“Interest?” The nobleman looked at him. “Oh, yes!”
“If I might be so bold, may I ask, does your lordship expect to find anything that would—ahem!—cast any reflection on the high standing John Steele is building up for himself in the community, or—–”
A shadow seemed to darken the mask-like features of the visitor; his gaze at once glittering, vaguely questioning, was fastened on the wall; then slowly, without answering, he got up. “Surmises are not to enter into this matter,” he said shortly. “It is facts, I want—facts!”
“And your lordship shall have them. The case appears simple; not hard to get at the bottom of!” An odd expression shone from the visitor’s eyes. “Which reminds me he has left town,” added Gillett.
“Left town!” Lord Ronsdale wheeled abruptly. “You mean—”
“For a little trip to the continent I should imagine; heard of it because he got some unimportant court matter put over.”
“Gone away!” The nobleman, his back to the other, lifted a hand to his brow. “When?”
“Last night.”
“It was only yesterday morning I was riding with him!”

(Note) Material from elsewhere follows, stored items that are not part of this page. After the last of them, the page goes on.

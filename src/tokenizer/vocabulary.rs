//! Словарь токенизатора
//!
//! Компилирует списки слов диалекта (зарезервированные слова, функции,
//! разделители, ключевые слова верхнего уровня и переноса строки) в
//! регулярные выражения. Результат компиляции неизменяем
//! и принадлежит конкретному экземпляру токенизатора.

use crate::common::{Error, Result};
use crate::tokenizer::dialect;
use indexmap::IndexSet;
use regex::{Regex, RegexBuilder};
use serde::{Deserialize, Serialize};
use std::cmp::Reverse;
use std::fmt;
use std::path::Path;

/// Исходные списки слов диалекта
#[derive(Debug, Clone, Default, PartialEq, Eq, Serialize, Deserialize)]
#[serde(default)]
pub struct WordLists {
    pub reserved: Vec<String>,
    pub functions: Vec<String>,
    pub boundaries: Vec<String>,
    pub reserved_toplevel: Vec<String>,
    pub reserved_newline: Vec<String>,
}

impl WordLists {
    /// Стандартный словарь (MySQL-подобный диалект)
    pub fn standard() -> Self {
        fn owned(words: &[&str]) -> Vec<String> {
            words.iter().map(|w| w.to_string()).collect()
        }

        Self {
            reserved: owned(dialect::RESERVED),
            functions: owned(dialect::FUNCTIONS),
            boundaries: owned(dialect::BOUNDARIES),
            reserved_toplevel: owned(dialect::RESERVED_TOPLEVEL),
            reserved_newline: owned(dialect::RESERVED_NEWLINE),
        }
    }

    /// Загружает словарь диалекта из TOML файла
    pub fn from_file(path: &Path) -> Result<Self> {
        let content = std::fs::read_to_string(path)?;
        toml::from_str(&content).map_err(|e| {
            Error::vocabulary(format!("failed to parse {}: {}", path.display(), e))
        })
    }
}

/// Категория слов словаря
#[derive(Debug, Clone, Copy, PartialEq, Eq, Hash)]
pub enum Category {
    Reserved,
    Function,
    Boundary,
    ReservedTopLevel,
    ReservedNewline,
}

impl Category {
    pub const ALL: [Category; 5] = [
        Category::Reserved,
        Category::Function,
        Category::Boundary,
        Category::ReservedTopLevel,
        Category::ReservedNewline,
    ];
}

impl fmt::Display for Category {
    fn fmt(&self, f: &mut fmt::Formatter<'_>) -> fmt::Result {
        let name = match self {
            Category::Reserved => "reserved",
            Category::Function => "function",
            Category::Boundary => "boundary",
            Category::ReservedTopLevel => "reserved_toplevel",
            Category::ReservedNewline => "reserved_newline",
        };
        write!(f, "{}", name)
    }
}

/// Вид ключевого слова, найденного классификатором зарезервированных слов
#[derive(Debug, Clone, Copy, PartialEq, Eq, Hash)]
pub enum KeywordCategory {
    TopLevel,
    Newline,
    Plain,
}

impl KeywordCategory {
    /// Порядок проверки; при равной длине совпадения выигрывает более ранний
    pub const ALL: [KeywordCategory; 3] = [
        KeywordCategory::TopLevel,
        KeywordCategory::Newline,
        KeywordCategory::Plain,
    ];
}

/// Скомпилированный словарь
#[derive(Debug, Clone)]
pub struct CompiledVocabulary {
    reserved: Vec<String>,
    functions: Vec<String>,
    boundaries: Vec<String>,
    reserved_toplevel: Vec<String>,
    reserved_newline: Vec<String>,
    boundary_pattern: Option<Regex>,
    reserved_pattern: Option<Regex>,
    toplevel_pattern: Option<Regex>,
    newline_pattern: Option<Regex>,
    function_pattern: Option<Regex>,
    terminator: String,
}

impl CompiledVocabulary {
    /// Компилирует списки слов
    pub fn build(lists: &WordLists) -> Result<Self> {
        let reserved = prepare(Category::Reserved, &lists.reserved)?;
        let functions = prepare(Category::Function, &lists.functions)?;
        let boundaries = prepare(Category::Boundary, &lists.boundaries)?;
        let reserved_toplevel = prepare(Category::ReservedTopLevel, &lists.reserved_toplevel)?;
        let reserved_newline = prepare(Category::ReservedNewline, &lists.reserved_newline)?;

        let boundary_alternation = alternation(&boundaries, false);
        let terminator = if boundary_alternation.is_empty() {
            r#"(?:\z|\s|["'`])"#.to_string()
        } else {
            format!(r#"(?:\z|\s|["'`]|{})"#, boundary_alternation)
        };

        let boundary_pattern = compile(&boundaries, |alt| format!("^(?:{})", alt), false, false)?;
        let reserved_pattern = compile(
            &reserved,
            |alt| format!("^({}){}", alt, terminator),
            false,
            true,
        )?;
        let toplevel_pattern = compile(
            &reserved_toplevel,
            |alt| format!("^({}){}", alt, terminator),
            true,
            true,
        )?;
        let newline_pattern = compile(
            &reserved_newline,
            |alt| format!("^({}){}", alt, terminator),
            true,
            true,
        )?;
        let function_pattern = compile(&functions, |alt| format!(r"^({})\(", alt), false, true)?;

        log::debug!(
            "Словарь скомпилирован: {} зарезервированных слов, {} функций, {} разделителей",
            reserved.len(),
            functions.len(),
            boundaries.len()
        );

        Ok(Self {
            reserved,
            functions,
            boundaries,
            reserved_toplevel,
            reserved_newline,
            boundary_pattern,
            reserved_pattern,
            toplevel_pattern,
            newline_pattern,
            function_pattern,
            terminator,
        })
    }

    /// Компилирует стандартный словарь
    pub fn standard() -> Result<Self> {
        Self::build(&WordLists::standard())
    }

    /// Самый длинный разделитель в начале входа
    pub fn match_boundary<'a>(&self, input: &'a str) -> Option<&'a str> {
        self.boundary_pattern
            .as_ref()?
            .find(input)
            .map(|m| &input[..m.end()])
    }

    /// Ключевое слово указанного вида в начале входа (в исходном регистре)
    pub fn match_keyword<'a>(&self, category: KeywordCategory, input: &'a str) -> Option<&'a str> {
        let pattern = match category {
            KeywordCategory::TopLevel => &self.toplevel_pattern,
            KeywordCategory::Newline => &self.newline_pattern,
            KeywordCategory::Plain => &self.reserved_pattern,
        };
        capture_prefix(pattern.as_ref()?, input)
    }

    /// Имя известной функции, за которым сразу следует `(`
    pub fn match_function<'a>(&self, input: &'a str) -> Option<&'a str> {
        capture_prefix(self.function_pattern.as_ref()?, input)
    }

    /// Шаблон допустимого окончания слова: конец входа, пробел, кавычка или разделитель
    pub fn terminator(&self) -> &str {
        &self.terminator
    }

    /// Зарезервированные слова в порядке убывания длины
    pub fn reserved(&self) -> &[String] {
        &self.reserved
    }

    pub fn functions(&self) -> &[String] {
        &self.functions
    }

    pub fn boundaries(&self) -> &[String] {
        &self.boundaries
    }

    pub fn reserved_toplevel(&self) -> &[String] {
        &self.reserved_toplevel
    }

    pub fn reserved_newline(&self) -> &[String] {
        &self.reserved_newline
    }

    /// Исходный текст скомпилированного шаблона категории
    pub fn pattern_source(&self, category: Category) -> Option<&str> {
        let pattern = match category {
            Category::Reserved => &self.reserved_pattern,
            Category::Function => &self.function_pattern,
            Category::Boundary => &self.boundary_pattern,
            Category::ReservedTopLevel => &self.toplevel_pattern,
            Category::ReservedNewline => &self.newline_pattern,
        };
        pattern.as_ref().map(|p| p.as_str())
    }
}

/// Удаляет дубликаты и сортирует по убыванию длины (сортировка устойчива)
fn prepare(category: Category, words: &[String]) -> Result<Vec<String>> {
    let mut unique = IndexSet::with_capacity(words.len());
    for (index, word) in words.iter().enumerate() {
        let trimmed = word.trim();
        if trimmed.is_empty() {
            return Err(Error::vocabulary(format!(
                "entry #{} of the {} list is empty",
                index, category
            )));
        }
        unique.insert(trimmed.to_string());
    }

    let mut sorted: Vec<String> = unique.into_iter().collect();
    sorted.sort_by_key(|word| Reverse(word.chars().count()));
    Ok(sorted)
}

/// Альтернатива из экранированных слов; во фразах пробелы совпадают с `\s+`
fn alternation(words: &[String], phrases: bool) -> String {
    words
        .iter()
        .map(|word| {
            if phrases {
                word.split_whitespace()
                    .map(regex::escape)
                    .collect::<Vec<_>>()
                    .join(r"\s+")
            } else {
                regex::escape(word)
            }
        })
        .collect::<Vec<_>>()
        .join("|")
}

fn compile(
    words: &[String],
    template: impl FnOnce(&str) -> String,
    phrases: bool,
    case_insensitive: bool,
) -> Result<Option<Regex>> {
    if words.is_empty() {
        return Ok(None);
    }

    let source = template(&alternation(words, phrases));
    let regex = RegexBuilder::new(&source)
        .case_insensitive(case_insensitive)
        .build()?;
    Ok(Some(regex))
}

fn capture_prefix<'a>(pattern: &Regex, input: &'a str) -> Option<&'a str> {
    let keyword = pattern.captures(input)?.get(1)?;
    Some(&input[..keyword.end()])
}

“And he didn’t mention the matter?”
The visitor did not answer. “Why should he have gone away?” he murmured, half aloud. “Was it because—” He walked to the door; at the threshold stopped and looked back. “You might begin your inquiry by learning all you can about this little trip,” he suggested. “And by the by, whatever you may find out, if anything, you will regard as belonging to me exclusively; to be mentioned, under no circumstances, without my permission, to any one whosoever—”
“Your lordship!” Mr. Gillett’s hurt voice implied the little need for such admonition. “In my profession absolute integrity toward one’s client demands that secrecy should be the first con—”
“It is understood then. Let me hear from you from time to time,” and the nobleman went out.
Mr. Gillett looked after him, then, reflectively, at the closed door. Outside the sound of shuffling feet alone broke the stillness; before the book-stand the bibliomaniac buried his face deeper in the musty pages of an old tragedy.
* * * * *
CHAPTER VII
INCIDENTS
Several months went by and John Steele saw nothing further, although he heard often, of Miss Jocelyn Wray. His business to the continent, whatever its nature, had seemed sufficiently important to authorize from him to her, in due process of time, a short perfunctory message regretting his inability to present himself at the appointed hour at Strathorn House. Whether the young girl found in the letter a vagueness warranting a suspicion that John Steele preferred the heavy duties of the city to the light frivolities of the country matters not; suffice it the weeks passed and no further invitations, in the ponderous script of the wife of Sir Charles, arrived to tempt him from his accustomed ways. But the days of this long interim had not passed altogether uneventfully; a few incidents, apart from the routine of his work, obtruded themselves upon his attention.